Why National Security Matters

Some friends and I went by SF MOMA this weekend, the idea being to soak up some culture and decompress from hectic weeks. But I'm not so good at turning off the political part of my brain, and so I found myself browsing the old newspapers strewn about Robert Goder's superb installation. One of them had an Anthony Lewis op-ed from the 1992 GOP Convention that I thought was good enough to Nexis and excerpt here:

"GOP Needs a Kremlin to Bash," the lead headline in The Chicago Tribune said the day before the convention. It neatly stated the seeming dilemma of a Republican Party that for 40 years had made a theme of denouncing the Democrats as soft on Communism.

But the collapse of the Soviet Union did not faze Pat Buchanan, Pat Robertson or the others who speak for the Republican Party today. They bashed the un-Christian and the un-straight. They bashed Hillary Clinton and Bill Clinton. And they even managed to flog the Red menace.

If the Democrats won this election, Republican chairman Rich Bond suggested, Jane Fonda would be sleeping in the White House "as guest of honor at a state dinner for Fidel Castro."

The sleaze was so thick on the ground here in Houston, the attacks so far-fetched, that some people may be tempted to dismiss them as funny. Not I. I remember Joe McCarthy. I have been going to national political conventions since his day, and I do not recall one as mean in spirit as this one.

God was much spoken of. But He was a God without compassion, a God of intolerance.

...

The Houston convention was significant in a number of ways. First, it marked a big advance in influence by the religious right.

The Democrats this year did much to erase their reputation for yielding to special interests outside the party. But the Republican Party has actually been taken over to a remarkable extent by the special interests of the hard right and religious conservatives, who worked precinct by precinct to capture state delegations.

The success of the extremists was evident in the choice of the two Pats, Buchanan and Robertson, to address the convention. But even the supposed moderates, like Rich Bond, shrilled themselves up.

The nastiness had a purpose, and that was the second significant point in the convention. The idea was to take people's minds off the real issue in the 1992 election: the economic suffering of millions of Americans.

Conservatives came to power when Ronald Reagan combined right-wing social ideas with a new economic idea: the supply-side miracle. The Government would cut taxes, increase spending and balance the budget.

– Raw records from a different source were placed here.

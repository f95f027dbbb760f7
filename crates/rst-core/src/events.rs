//! Event system for firmware update progress.
//!
//! Lets the CLI (or anything else) follow an update without the session
//! knowing how progress is displayed.

use std::fmt;

/// Firmware update phases.
#[derive(Debug, Clone, Copy, PartialEq, Eq)]
pub enum UpdatePhase {
    /// Not started yet.
    Idle,
    /// Sending image segments.
    Download,
    /// Committing the downloaded image.
    Activate,
    /// All requested steps done.
    Complete,
    /// Stopped on an error.
    Error,
}

impl fmt::Display for UpdatePhase {
    fn fmt(&self, f: &mut fmt::Formatter<'_>) -> fmt::Result {
        match self {
            UpdatePhase::Idle => write!(f, "Idle"),
            UpdatePhase::Download => write!(f, "Download"),
            UpdatePhase::Activate => write!(f, "Activate"),
            UpdatePhase::Complete => write!(f, "Complete"),
            UpdatePhase::Error => write!(f, "Error"),
        }
    }
}

/// Events emitted by a firmware update.
#[derive(Debug, Clone, PartialEq, Eq)]
pub enum UpdateEvent {
    PhaseChanged {
        from: UpdatePhase,
        to: UpdatePhase,
    },
    /// Segment size picked for this image.
    Plan {
        image_len: usize,
        segment_size: usize,
        segments: usize,
    },
    /// One segment accepted by the driver.
    SegmentSent {
        index: usize,
        total: usize,
        offset: u64,
        len: usize,
        return_code: Option<u32>,
    },
    Activated {
        slot: u8,
        action: u8,
        return_code: Option<u32>,
    },
    Error {
        message: String,
    },
    Complete,
}

/// Observer trait for receiving update events.
pub trait UpdateObserver: Send + Sync {
    fn on_event(&self, event: &UpdateEvent);
}

/// Observer that discards all events.
pub struct NullObserver;

impl UpdateObserver for NullObserver {
    fn on_event(&self, _event: &UpdateEvent) {}
}

/// Observer that logs events using tracing.
pub struct TracingObserver;

impl UpdateObserver for TracingObserver {
    fn on_event(&self, event: &UpdateEvent) {
        match event {
            UpdateEvent::PhaseChanged { from, to } => {
                tracing::info!(from = %from, to = %to, "Phase changed");
            }
            UpdateEvent::Plan {
                image_len,
                segment_size,
                segments,
            } => {
                tracing::info!(image_len, segment_size, segments, "Download plan");
            }
            UpdateEvent::SegmentSent {
                index,
                total,
                offset,
                len,
                return_code,
            } => {
                let pct = if *total > 0 { ((index + 1) * 100) / total } else { 0 };
                tracing::debug!(
                    segment = index + 1,
                    total,
                    offset = %format!("0x{:X}", offset),
                    len,
                    return_code = ?return_code,
                    progress = %format!("{}%", pct),
                    "Segment sent"
                );
            }
            UpdateEvent::Activated {
                slot,
                action,
                return_code,
            } => {
                tracing::info!(slot, action, return_code = ?return_code, "Firmware activated");
            }
            UpdateEvent::Error { message } => {
                tracing::error!("Error: {}", message);
            }
            UpdateEvent::Complete => {
                tracing::info!("Update complete");
            }
        }
    }
}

The result has been to push the world's richest country toward bankruptcy, and to leave the average American earning less in real terms than he or she was 12 years ago.

Worth thinking about, no? Aside from post-Nixon fallout, the only times a Democrat has captured the presidency was during that brief period when the Republicans had no foreign bugaboo to scare Americans with. Sex and morality, it seems, were never enough to drive its occupants from office. They didn't stop Clinton from winning the White House, didn't stop him from keeping it, and didn't stop Gore from beating Bush (the Supreme Court, however, is another story). Fast-forward to 2004 and George W., wielding the club of terrorism, wins outright. It's an odd trick of history that Gore didn't occupy the Presidency on 9/11, and so Democrats weren't in a position to prove their abilities on terrorism. It's an odder trick that Republicans, who have done a stunningly bad job choosing, planning, and conducting the retaliatory attacks, will emerge from the crucible with anti-terrorist credibility. But product of timing or not, we should be cognizant that Republicans are building the same advantage that allowed them dominance all throughout the Cold War. Whatever Kerry's advisors seemed to have thought, it's not, and almost never is, the economy, stupid. Battles over Social Security are important, and pollsters continually find that Americans really all want to hear about Medicare, but don't be fooled -- national security is where Republicans win, and when they don't have it, they lose. So how do we take it away from them?